Material for this task Block Start
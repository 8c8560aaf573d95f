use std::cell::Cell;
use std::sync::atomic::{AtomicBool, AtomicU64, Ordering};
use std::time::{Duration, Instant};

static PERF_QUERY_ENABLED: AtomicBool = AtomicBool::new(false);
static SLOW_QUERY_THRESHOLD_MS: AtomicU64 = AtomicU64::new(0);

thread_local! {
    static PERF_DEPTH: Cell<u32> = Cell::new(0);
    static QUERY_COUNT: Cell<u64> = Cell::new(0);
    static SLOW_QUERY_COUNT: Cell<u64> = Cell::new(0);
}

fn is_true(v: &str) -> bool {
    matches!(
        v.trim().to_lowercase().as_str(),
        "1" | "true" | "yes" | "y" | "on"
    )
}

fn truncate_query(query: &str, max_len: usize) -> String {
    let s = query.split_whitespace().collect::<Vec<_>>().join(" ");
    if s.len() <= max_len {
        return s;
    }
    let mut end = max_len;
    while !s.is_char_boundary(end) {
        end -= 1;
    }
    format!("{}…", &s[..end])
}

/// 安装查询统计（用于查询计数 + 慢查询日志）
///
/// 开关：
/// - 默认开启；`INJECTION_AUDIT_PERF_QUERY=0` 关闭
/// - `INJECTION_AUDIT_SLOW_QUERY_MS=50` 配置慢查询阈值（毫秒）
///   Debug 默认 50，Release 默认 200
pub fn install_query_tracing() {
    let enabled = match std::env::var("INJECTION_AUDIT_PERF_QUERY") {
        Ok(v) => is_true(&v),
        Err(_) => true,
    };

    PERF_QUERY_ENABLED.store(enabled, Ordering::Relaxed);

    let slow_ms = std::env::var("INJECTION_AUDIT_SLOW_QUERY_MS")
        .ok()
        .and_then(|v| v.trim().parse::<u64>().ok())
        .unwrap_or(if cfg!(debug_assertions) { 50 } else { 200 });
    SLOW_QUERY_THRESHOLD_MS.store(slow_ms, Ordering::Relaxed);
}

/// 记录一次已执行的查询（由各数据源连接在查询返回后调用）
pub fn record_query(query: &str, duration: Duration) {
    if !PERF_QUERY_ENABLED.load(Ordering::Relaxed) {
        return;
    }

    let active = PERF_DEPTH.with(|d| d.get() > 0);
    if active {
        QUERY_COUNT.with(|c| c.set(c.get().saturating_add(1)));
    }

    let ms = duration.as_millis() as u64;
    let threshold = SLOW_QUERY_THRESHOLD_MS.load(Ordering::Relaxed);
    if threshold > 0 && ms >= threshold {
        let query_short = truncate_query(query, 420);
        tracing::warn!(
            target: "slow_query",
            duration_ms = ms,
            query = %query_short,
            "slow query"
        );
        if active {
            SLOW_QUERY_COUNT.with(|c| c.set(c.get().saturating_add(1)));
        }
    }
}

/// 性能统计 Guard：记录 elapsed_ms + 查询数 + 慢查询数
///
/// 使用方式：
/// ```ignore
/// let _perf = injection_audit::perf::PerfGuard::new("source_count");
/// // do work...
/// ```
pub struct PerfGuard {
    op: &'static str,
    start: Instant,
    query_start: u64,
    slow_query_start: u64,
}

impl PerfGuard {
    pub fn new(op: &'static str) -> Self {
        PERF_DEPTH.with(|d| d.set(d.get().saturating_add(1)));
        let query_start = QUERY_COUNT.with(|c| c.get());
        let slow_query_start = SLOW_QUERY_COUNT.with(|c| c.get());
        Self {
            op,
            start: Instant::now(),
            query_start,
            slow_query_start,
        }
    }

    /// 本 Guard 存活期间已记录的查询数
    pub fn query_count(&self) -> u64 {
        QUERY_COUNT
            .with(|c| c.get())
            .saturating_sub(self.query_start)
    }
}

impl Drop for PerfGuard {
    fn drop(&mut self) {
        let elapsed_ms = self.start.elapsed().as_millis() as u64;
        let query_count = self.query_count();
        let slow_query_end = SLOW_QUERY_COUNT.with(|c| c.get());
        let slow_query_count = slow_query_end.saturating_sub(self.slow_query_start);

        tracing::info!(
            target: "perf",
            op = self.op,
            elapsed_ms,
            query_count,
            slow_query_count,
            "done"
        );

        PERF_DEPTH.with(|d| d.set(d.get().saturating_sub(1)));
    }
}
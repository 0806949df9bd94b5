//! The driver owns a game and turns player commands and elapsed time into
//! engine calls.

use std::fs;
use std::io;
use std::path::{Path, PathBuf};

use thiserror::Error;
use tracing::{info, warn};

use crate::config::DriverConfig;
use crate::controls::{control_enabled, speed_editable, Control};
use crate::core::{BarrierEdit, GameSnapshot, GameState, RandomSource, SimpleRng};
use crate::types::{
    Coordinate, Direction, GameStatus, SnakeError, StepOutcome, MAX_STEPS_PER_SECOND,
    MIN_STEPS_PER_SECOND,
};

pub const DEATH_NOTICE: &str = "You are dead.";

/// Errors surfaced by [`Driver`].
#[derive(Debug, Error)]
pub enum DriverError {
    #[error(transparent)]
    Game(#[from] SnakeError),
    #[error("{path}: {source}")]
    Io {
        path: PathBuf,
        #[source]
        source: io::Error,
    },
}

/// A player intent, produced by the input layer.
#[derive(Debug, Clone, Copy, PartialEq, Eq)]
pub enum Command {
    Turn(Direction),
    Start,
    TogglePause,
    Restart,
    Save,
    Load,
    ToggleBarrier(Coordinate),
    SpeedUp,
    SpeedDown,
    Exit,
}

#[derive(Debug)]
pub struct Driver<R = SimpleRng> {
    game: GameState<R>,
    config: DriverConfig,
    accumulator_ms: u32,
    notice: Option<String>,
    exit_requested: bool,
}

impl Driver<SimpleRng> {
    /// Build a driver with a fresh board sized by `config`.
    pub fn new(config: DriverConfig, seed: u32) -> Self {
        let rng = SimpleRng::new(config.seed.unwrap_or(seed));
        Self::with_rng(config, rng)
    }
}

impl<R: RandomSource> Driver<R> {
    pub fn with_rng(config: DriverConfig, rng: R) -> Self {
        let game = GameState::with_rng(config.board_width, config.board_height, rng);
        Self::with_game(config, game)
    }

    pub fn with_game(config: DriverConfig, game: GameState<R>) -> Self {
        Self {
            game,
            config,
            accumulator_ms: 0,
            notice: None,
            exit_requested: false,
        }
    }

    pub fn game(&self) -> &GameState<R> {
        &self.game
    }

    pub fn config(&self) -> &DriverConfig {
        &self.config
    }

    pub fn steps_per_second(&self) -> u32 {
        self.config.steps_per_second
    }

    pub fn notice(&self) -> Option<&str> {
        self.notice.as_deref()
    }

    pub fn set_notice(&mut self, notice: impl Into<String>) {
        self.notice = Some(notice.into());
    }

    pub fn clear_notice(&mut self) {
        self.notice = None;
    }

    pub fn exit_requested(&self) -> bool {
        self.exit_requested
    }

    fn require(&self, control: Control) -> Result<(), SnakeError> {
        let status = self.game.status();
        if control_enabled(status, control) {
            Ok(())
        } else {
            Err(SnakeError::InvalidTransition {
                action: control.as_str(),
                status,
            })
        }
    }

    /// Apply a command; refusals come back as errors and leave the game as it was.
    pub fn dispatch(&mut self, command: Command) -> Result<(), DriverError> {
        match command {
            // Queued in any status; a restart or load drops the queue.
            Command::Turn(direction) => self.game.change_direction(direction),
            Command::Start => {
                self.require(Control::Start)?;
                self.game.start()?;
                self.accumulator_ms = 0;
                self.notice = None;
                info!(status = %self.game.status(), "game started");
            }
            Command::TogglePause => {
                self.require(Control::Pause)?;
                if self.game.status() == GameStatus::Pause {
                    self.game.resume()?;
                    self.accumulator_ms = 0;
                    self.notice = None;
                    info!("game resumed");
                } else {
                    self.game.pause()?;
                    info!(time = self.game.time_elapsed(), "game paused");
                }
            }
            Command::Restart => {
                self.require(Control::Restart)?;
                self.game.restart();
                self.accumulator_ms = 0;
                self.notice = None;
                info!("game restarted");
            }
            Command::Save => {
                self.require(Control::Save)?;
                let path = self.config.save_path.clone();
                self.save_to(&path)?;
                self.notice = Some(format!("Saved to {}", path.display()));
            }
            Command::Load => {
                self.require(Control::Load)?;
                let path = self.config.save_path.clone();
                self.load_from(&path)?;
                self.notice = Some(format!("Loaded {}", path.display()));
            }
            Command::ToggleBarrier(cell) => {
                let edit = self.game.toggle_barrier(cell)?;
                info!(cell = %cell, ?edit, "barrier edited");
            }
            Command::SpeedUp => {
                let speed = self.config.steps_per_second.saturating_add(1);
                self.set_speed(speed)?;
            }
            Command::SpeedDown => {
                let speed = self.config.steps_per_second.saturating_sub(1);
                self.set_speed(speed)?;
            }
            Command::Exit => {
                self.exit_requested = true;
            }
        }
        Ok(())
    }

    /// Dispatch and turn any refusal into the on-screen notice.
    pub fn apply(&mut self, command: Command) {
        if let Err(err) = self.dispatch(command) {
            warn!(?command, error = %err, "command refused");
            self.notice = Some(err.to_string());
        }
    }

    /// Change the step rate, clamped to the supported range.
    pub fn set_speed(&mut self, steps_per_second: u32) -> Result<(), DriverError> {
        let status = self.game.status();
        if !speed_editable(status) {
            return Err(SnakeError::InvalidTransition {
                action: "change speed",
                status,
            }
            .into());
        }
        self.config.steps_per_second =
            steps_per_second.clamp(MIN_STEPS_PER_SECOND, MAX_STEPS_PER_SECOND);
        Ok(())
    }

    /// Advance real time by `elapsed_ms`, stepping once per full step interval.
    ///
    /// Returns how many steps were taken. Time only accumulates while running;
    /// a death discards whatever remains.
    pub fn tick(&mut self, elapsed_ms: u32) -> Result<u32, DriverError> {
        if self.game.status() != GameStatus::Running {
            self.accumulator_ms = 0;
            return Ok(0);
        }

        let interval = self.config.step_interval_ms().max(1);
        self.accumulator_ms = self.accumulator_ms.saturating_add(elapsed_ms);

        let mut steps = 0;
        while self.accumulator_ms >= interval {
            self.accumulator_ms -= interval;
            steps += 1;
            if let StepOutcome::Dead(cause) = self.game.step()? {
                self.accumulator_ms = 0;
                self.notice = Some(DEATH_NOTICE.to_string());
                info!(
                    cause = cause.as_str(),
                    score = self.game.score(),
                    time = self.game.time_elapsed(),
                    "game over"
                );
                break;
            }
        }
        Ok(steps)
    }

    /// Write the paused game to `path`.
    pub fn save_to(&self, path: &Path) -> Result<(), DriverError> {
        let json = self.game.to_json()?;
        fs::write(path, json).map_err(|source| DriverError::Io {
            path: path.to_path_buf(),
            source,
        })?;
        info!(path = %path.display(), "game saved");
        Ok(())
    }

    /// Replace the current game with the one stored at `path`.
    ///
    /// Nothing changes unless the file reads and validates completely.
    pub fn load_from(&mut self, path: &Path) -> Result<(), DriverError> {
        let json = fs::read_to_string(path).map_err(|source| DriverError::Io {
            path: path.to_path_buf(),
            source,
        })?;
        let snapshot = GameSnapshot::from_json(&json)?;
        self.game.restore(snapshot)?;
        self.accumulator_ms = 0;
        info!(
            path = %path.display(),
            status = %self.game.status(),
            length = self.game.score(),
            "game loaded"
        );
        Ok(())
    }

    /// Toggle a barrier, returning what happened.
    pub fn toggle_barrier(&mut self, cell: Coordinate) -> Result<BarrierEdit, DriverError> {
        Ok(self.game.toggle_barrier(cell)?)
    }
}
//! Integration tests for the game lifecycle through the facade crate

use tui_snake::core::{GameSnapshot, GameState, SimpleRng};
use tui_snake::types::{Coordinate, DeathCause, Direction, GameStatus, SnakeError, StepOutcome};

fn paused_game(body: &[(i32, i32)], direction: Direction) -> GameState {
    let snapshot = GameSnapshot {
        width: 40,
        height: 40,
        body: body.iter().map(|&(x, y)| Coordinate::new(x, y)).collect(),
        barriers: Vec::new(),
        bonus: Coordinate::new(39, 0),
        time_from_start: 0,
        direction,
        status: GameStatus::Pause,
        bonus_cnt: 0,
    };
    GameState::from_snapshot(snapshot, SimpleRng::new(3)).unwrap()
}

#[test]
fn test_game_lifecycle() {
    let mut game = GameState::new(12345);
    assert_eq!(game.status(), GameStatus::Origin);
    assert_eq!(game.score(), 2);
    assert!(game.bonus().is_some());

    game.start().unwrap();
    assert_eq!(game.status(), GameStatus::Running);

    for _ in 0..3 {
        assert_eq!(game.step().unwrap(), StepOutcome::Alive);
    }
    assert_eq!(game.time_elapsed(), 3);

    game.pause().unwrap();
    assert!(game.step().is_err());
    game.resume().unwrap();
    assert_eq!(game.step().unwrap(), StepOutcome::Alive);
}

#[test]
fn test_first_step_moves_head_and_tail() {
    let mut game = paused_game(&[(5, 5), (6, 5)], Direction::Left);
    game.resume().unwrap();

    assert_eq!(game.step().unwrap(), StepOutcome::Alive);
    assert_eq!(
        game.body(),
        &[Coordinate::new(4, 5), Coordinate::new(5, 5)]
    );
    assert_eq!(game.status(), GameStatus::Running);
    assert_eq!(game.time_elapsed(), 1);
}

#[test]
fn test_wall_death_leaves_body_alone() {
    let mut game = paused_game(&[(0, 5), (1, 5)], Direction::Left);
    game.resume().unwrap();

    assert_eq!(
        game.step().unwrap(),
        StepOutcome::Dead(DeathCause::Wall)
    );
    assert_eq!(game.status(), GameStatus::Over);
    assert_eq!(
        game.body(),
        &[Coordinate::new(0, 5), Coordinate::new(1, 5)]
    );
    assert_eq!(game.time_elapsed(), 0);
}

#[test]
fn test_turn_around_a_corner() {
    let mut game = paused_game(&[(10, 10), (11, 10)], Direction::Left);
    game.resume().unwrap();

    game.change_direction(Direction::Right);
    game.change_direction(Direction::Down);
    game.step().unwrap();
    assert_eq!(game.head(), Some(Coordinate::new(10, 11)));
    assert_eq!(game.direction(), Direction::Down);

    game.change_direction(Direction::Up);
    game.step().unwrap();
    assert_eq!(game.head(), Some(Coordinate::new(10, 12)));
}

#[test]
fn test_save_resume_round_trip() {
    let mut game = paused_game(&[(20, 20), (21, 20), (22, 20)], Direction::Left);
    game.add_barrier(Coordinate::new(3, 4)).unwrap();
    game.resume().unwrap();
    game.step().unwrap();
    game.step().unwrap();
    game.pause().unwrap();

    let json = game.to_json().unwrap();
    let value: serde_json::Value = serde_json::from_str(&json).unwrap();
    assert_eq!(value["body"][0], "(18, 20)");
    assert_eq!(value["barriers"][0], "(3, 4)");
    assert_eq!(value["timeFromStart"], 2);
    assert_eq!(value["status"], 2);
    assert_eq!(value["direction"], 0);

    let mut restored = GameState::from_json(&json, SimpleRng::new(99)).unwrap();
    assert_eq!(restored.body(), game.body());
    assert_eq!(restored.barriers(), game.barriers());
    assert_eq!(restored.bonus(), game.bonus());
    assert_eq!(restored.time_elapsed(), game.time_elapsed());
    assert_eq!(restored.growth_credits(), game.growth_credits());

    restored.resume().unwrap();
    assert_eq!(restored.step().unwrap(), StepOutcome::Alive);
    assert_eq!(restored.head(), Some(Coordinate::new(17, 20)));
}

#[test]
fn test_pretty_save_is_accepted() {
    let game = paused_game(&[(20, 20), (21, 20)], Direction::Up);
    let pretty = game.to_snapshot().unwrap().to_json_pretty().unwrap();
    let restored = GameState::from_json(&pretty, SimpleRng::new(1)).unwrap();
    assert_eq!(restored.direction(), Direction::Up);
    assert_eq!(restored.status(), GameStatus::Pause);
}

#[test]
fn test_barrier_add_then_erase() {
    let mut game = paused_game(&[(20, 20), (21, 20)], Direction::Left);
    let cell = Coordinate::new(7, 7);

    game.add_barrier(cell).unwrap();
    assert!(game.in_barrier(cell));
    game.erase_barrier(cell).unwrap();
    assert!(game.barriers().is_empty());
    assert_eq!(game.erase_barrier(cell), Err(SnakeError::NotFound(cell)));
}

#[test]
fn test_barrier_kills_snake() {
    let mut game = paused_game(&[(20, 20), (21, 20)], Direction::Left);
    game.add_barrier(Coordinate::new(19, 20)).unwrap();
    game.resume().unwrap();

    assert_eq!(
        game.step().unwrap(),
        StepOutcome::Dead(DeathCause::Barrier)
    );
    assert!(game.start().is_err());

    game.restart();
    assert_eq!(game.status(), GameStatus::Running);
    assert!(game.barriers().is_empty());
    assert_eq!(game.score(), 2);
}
Material for this task Block End
What is expected - Search the entries above for the string "DeathCause". Copy each line that holds it.

Result -
use tui_snake::types::{Coordinate, DeathCause, Direction, GameStatus, SnakeError, StepOutcome};
        StepOutcome::Dead(DeathCause::Wall)
        StepOutcome::Dead(DeathCause::Barrier)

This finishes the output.